=== Begin Enclosure ===

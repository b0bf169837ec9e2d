use std::time::{Duration, Instant};

use rusqlite::{Batch, Connection, Statement, ToSql, Transaction, TransactionBehavior};
use serde::Serialize;
use tracing::{debug, info, warn};

use crate::SchemaVersion;
use crate::cancel::CancelSignal;
use crate::error::{MigrationError, Result};
use crate::migrations::{ExecutionMode, MigrationStep, StepParams};
use crate::source::MigrationSource;

/// Timeout for steps that don't declare one.
pub const DEFAULT_STEP_TIMEOUT: Duration = Duration::from_secs(30);

/// Number of SQLite VM instructions between deadline checks.
const PROGRESS_INTERVAL: i32 = 1_000;

/// Outcome of a committed migration run.
#[derive(Debug, Clone, Copy, PartialEq, Eq, Serialize)]
pub struct MigrationReport {
    pub from_version: SchemaVersion,
    pub to_version: SchemaVersion,
    pub steps_applied: usize,
}

impl MigrationReport {
    pub fn is_noop(&self) -> bool {
        self.steps_applied == 0
    }
}

/// Applies a source's plan to a connection inside one exclusive transaction.
#[derive(Debug, Clone)]
pub struct Migrator {
    default_timeout: Duration,
}

impl Default for Migrator {
    fn default() -> Self {
        Self::new()
    }
}

impl Migrator {
    pub fn new() -> Self {
        Self {
            default_timeout: DEFAULT_STEP_TIMEOUT,
        }
    }

    /// Timeout for steps without their own. `Duration::ZERO` disables it.
    pub fn with_default_timeout(mut self, timeout: Duration) -> Self {
        self.default_timeout = timeout;
        self
    }

    pub fn default_timeout(&self) -> Duration {
        self.default_timeout
    }

    /// Bring `conn` up to the latest version `source` knows about.
    ///
    /// Either every pending step and its version bump commit together, or
    /// the transaction is rolled back and the database keeps its previous
    /// version. Cancellation is honoured before the transaction starts,
    /// before each step and before the commit.
    pub fn run(
        &self,
        conn: &mut Connection,
        source: &dyn MigrationSource,
        cancel: &CancelSignal,
    ) -> Result<MigrationReport> {
        cancel.check()?;

        let tx = conn
            .transaction_with_behavior(TransactionBehavior::Exclusive)
            .map_err(|e| MigrationError::storage("begin migration transaction", e))?;

        let from_version = read_version(&tx)?;
        debug!(from_version, "read schema version");

        let outcome = self
            .apply_plan(&tx, source, from_version, cancel)
            .and_then(|report| cancel.check().map(|()| report));

        let report = match outcome {
            Ok(report) => report,
            Err(e) => {
                if let Err(rollback_err) = tx.rollback() {
                    warn!("rollback after failed migration also failed: {rollback_err}");
                }
                return Err(e);
            }
        };

        tx.commit()
            .map_err(|source| MigrationError::CommitFailed { source })?;

        if report.is_noop() {
            debug!(version = report.to_version, "schema already up to date");
        } else {
            info!(
                from_version = report.from_version,
                to_version = report.to_version,
                "applied {} migration step(s)",
                report.steps_applied
            );
        }
        Ok(report)
    }

    fn apply_plan(
        &self,
        tx: &Transaction<'_>,
        source: &dyn MigrationSource,
        from_version: SchemaVersion,
        cancel: &CancelSignal,
    ) -> Result<MigrationReport> {
        let mut version = from_version;
        let mut steps_applied = 0;

        for (step_index, step) in source.steps_for(from_version).enumerate() {
            cancel.check()?;

            let target_version = next_version(version)?;
            let step_failed = |source: rusqlite::Error| MigrationError::StepExecutionFailed {
                step_index,
                target_version,
                source,
            };

            let timeout = step.timeout().unwrap_or(self.default_timeout);
            let changed = execute_step(tx, &step, timeout).map_err(step_failed)?;
            write_version(tx, target_version).map_err(step_failed)?;

            debug!(step = step_index, version = target_version, changed, "step applied");
            version = target_version;
            steps_applied += 1;
        }

        Ok(MigrationReport {
            from_version,
            to_version: version,
            steps_applied,
        })
    }
}

/// Read `PRAGMA user_version` on `conn`.
pub fn read_version(conn: &Connection) -> Result<SchemaVersion> {
    let raw: i64 = conn
        .pragma_query_value(None, "user_version", |row| row.get(0))
        .map_err(|e| MigrationError::storage("read schema version", e))?;
    SchemaVersion::try_from(raw).map_err(|_| MigrationError::InvalidVersion(raw))
}

fn write_version(conn: &Connection, version: SchemaVersion) -> rusqlite::Result<()> {
    conn.pragma_update(None, "user_version", version)
}

/// `user_version` is a signed 32-bit slot.
fn next_version(version: SchemaVersion) -> Result<SchemaVersion> {
    let next = i64::from(version) + 1;
    if next > i64::from(i32::MAX) {
        return Err(MigrationError::InvalidVersion(next));
    }
    Ok(version + 1)
}

fn execute_step(
    conn: &Connection,
    step: &MigrationStep,
    timeout: Duration,
) -> rusqlite::Result<usize> {
    let _deadline = Deadline::arm(conn, timeout);

    match step.effective_mode() {
        ExecutionMode::Batch => {
            conn.execute_batch(step.sql())?;
            Ok(conn.changes() as usize)
        }
        ExecutionMode::Statement => {
            let mut stmt = prepare_single(conn, step.sql())?;
            match step.params() {
                StepParams::None => stmt.execute([]),
                StepParams::Positional(values) => {
                    stmt.execute(rusqlite::params_from_iter(values.iter()))
                }
                StepParams::Named(values) => {
                    let named: Vec<(&str, &dyn ToSql)> = values
                        .iter()
                        .map(|(name, value)| (name.as_str(), value as &dyn ToSql))
                        .collect();
                    stmt.execute(named.as_slice())
                }
            }
        }
    }
}

/// Prepare `sql`, which must hold exactly one statement. Trailing
/// whitespace and comments are allowed.
fn prepare_single<'c>(conn: &'c Connection, sql: &str) -> rusqlite::Result<Statement<'c>> {
    let mut statements = 0;
    let mut batch = Batch::new(conn, sql);
    while batch.next()?.is_some() {
        statements += 1;
        if statements > 1 {
            return Err(rusqlite::Error::MultipleStatement);
        }
    }
    conn.prepare(sql)
}

/// Interrupts the running statement once the step's time is up. Removed
/// again when dropped.
struct Deadline<'c> {
    conn: &'c Connection,
}

impl<'c> Deadline<'c> {
    fn arm(conn: &'c Connection, timeout: Duration) -> Option<Self> {
        if timeout.is_zero() {
            return None;
        }
        let expires = Instant::now().checked_add(timeout)?;
        conn.progress_handler(
            PROGRESS_INTERVAL,
            Some(move || {
                let expired = Instant::now() >= expires;
                if expired {
                    warn!("migration step exceeded its {timeout:?} timeout, interrupting");
                }
                expired
            }),
        );
        Some(Self { conn })
    }
}

impl Drop for Deadline<'_> {
    fn drop(&mut self) {
        self.conn.progress_handler(0, None::<fn() -> bool>);
    }
}
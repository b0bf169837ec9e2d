use thiserror::Error;

pub type Result<T> = std::result::Result<T, Error>;

#[derive(Error, Debug)]
pub enum Error {
    #[error("configuration error: {0}")]
    Config(String),

    #[error("io error: {0}")]
    Io(#[from] std::io::Error),

    #[error("not found: {0}")]
    NotFound(String),
}
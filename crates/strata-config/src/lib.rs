pub mod loader;
pub mod model;

pub use loader::ConfigLoader;
pub use model::{AppConfig, DatabaseConfig, LogConfig, LogFormat, MigrationConfig};
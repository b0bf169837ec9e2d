use std::path::Path;

use strata_db::{MigrationReport, SchemaVersion};

const WIDTH: usize = 56;

/// Print a boxed summary of a finished migration run.
pub fn print_migration(db_path: &Path, report: &MigrationReport) {
    let outcome = if report.is_noop() {
        "already up to date".to_string()
    } else {
        format!(
            "{} step{} applied",
            report.steps_applied,
            if report.steps_applied == 1 { "" } else { "s" }
        )
    };

    print_box(
        "strata migrate",
        &[
            ("Database", db_path.display().to_string()),
            (
                "Version",
                format!("{} -> {}", report.from_version, report.to_version),
            ),
            ("Result", outcome),
        ],
    );
}

/// Print the recorded version against the latest known one. `current` is
/// `None` when the database file has not been created.
pub fn print_status(
    db_path: &Path,
    current: Option<SchemaVersion>,
    latest: SchemaVersion,
    pending: usize,
) {
    let state = match current {
        None => format!("not created, {pending} pending"),
        Some(_) if pending == 0 => "up to date".to_string(),
        Some(_) => format!("{pending} pending"),
    };
    let current = current.map_or_else(|| "-".to_string(), |v| v.to_string());

    print_box(
        "strata status",
        &[
            ("Database", db_path.display().to_string()),
            ("Current", current),
            ("Latest", latest.to_string()),
            ("State", state),
        ],
    );
}

fn print_box(title: &str, rows: &[(&str, String)]) {
    for line in render_box(title, rows) {
        println!("{line}");
    }
}

fn render_box(title: &str, rows: &[(&str, String)]) -> Vec<String> {
    let inner = WIDTH - 4;
    let title_dashes = WIDTH.saturating_sub(title.chars().count() + 7);
    let mut lines = vec![format!("╭─── {title} {}╮", "─".repeat(title_dashes))];

    for (label, value) in rows {
        let text = format!("{label:<10}{value}");
        let text: String = text.chars().take(inner).collect();
        lines.push(format!("│ {text:<inner$} │"));
    }

    lines.push(format!("╰{}╯", "─".repeat(WIDTH - 2)));
    lines
}

#[cfg(test)]
mod tests {
    use super::*;

    #[test]
    fn rows_are_padded_to_a_fixed_width() {
        let lines = render_box(
            "strata status",
            &[
                ("Current", "2".to_string()),
                ("Database", "x".repeat(200)),
            ],
        );

        assert_eq!(lines.len(), 4);
        for line in &lines {
            assert_eq!(line.chars().count(), WIDTH, "bad width: {line}");
        }
        assert!(lines[1].contains("Current   2"));
    }
}
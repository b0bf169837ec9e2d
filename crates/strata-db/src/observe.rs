use std::sync::Arc;

use tracing::info;

use crate::SchemaVersion;
use crate::migrations::MigrationStep;
use crate::source::{MigrationPlan, MigrationSource};

/// Receives a notification for every plan built and every step handed out.
pub trait PlanObserver: Send + Sync {
    fn plan_started(&self, _from: SchemaVersion) {}

    /// Called just before `step` is yielded to the engine.
    fn step_yielded(&self, _index: usize, _step: &MigrationStep) {}
}

impl<O: PlanObserver + ?Sized> PlanObserver for &O {
    fn plan_started(&self, from: SchemaVersion) {
        (**self).plan_started(from);
    }

    fn step_yielded(&self, index: usize, step: &MigrationStep) {
        (**self).step_yielded(index, step);
    }
}

impl<O: PlanObserver + ?Sized> PlanObserver for Arc<O> {
    fn plan_started(&self, from: SchemaVersion) {
        (**self).plan_started(from);
    }

    fn step_yielded(&self, index: usize, step: &MigrationStep) {
        (**self).step_yielded(index, step);
    }
}

/// Wraps a source and reports its plans to an observer. Steps pass through
/// unchanged and in order. Wrap an `ObservedSource` again to add more
/// observers.
#[derive(Debug, Clone)]
pub struct ObservedSource<S, O> {
    inner: S,
    observer: O,
}

impl<S, O> ObservedSource<S, O> {
    pub fn new(inner: S, observer: O) -> Self {
        Self { inner, observer }
    }

    pub fn inner(&self) -> &S {
        &self.inner
    }

    pub fn observer(&self) -> &O {
        &self.observer
    }
}

impl<S: MigrationSource, O: PlanObserver> MigrationSource for ObservedSource<S, O> {
    fn steps_for(&self, current: SchemaVersion) -> MigrationPlan<'_> {
        self.observer.plan_started(current);
        let observer = &self.observer;
        Box::new(
            self.inner
                .steps_for(current)
                .enumerate()
                .map(move |(index, step)| {
                    observer.step_yielded(index, &step);
                    step
                }),
        )
    }
}

/// Logs the starting version and each step's SQL through `tracing`.
#[derive(Debug, Clone, Copy, Default)]
pub struct TracingObserver;

impl PlanObserver for TracingObserver {
    fn plan_started(&self, from: SchemaVersion) {
        info!(from_version = from, "running migrations from version {from}");
    }

    fn step_yielded(&self, index: usize, step: &MigrationStep) {
        info!(step = index, "{}", step.sql().trim());
    }
}

pub type LoggedSource<S> = ObservedSource<S, TracingObserver>;

/// Decorator constructors available on every source.
pub trait MigrationSourceExt: MigrationSource + Sized {
    fn observed<O: PlanObserver>(self, observer: O) -> ObservedSource<Self, O> {
        ObservedSource::new(self, observer)
    }

    fn logged(self) -> LoggedSource<Self> {
        ObservedSource::new(self, TracingObserver)
    }
}

impl<S: MigrationSource> MigrationSourceExt for S {}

=== End Enclosure ===

**Work to be completed:** Filter the lines above, keeping each one that contains the string "return".

**Result of the task:**
                return Err(e);
        return Err(MigrationError::InvalidVersion(next));
            return Err(rusqlite::Error::MultipleStatement);
            return None;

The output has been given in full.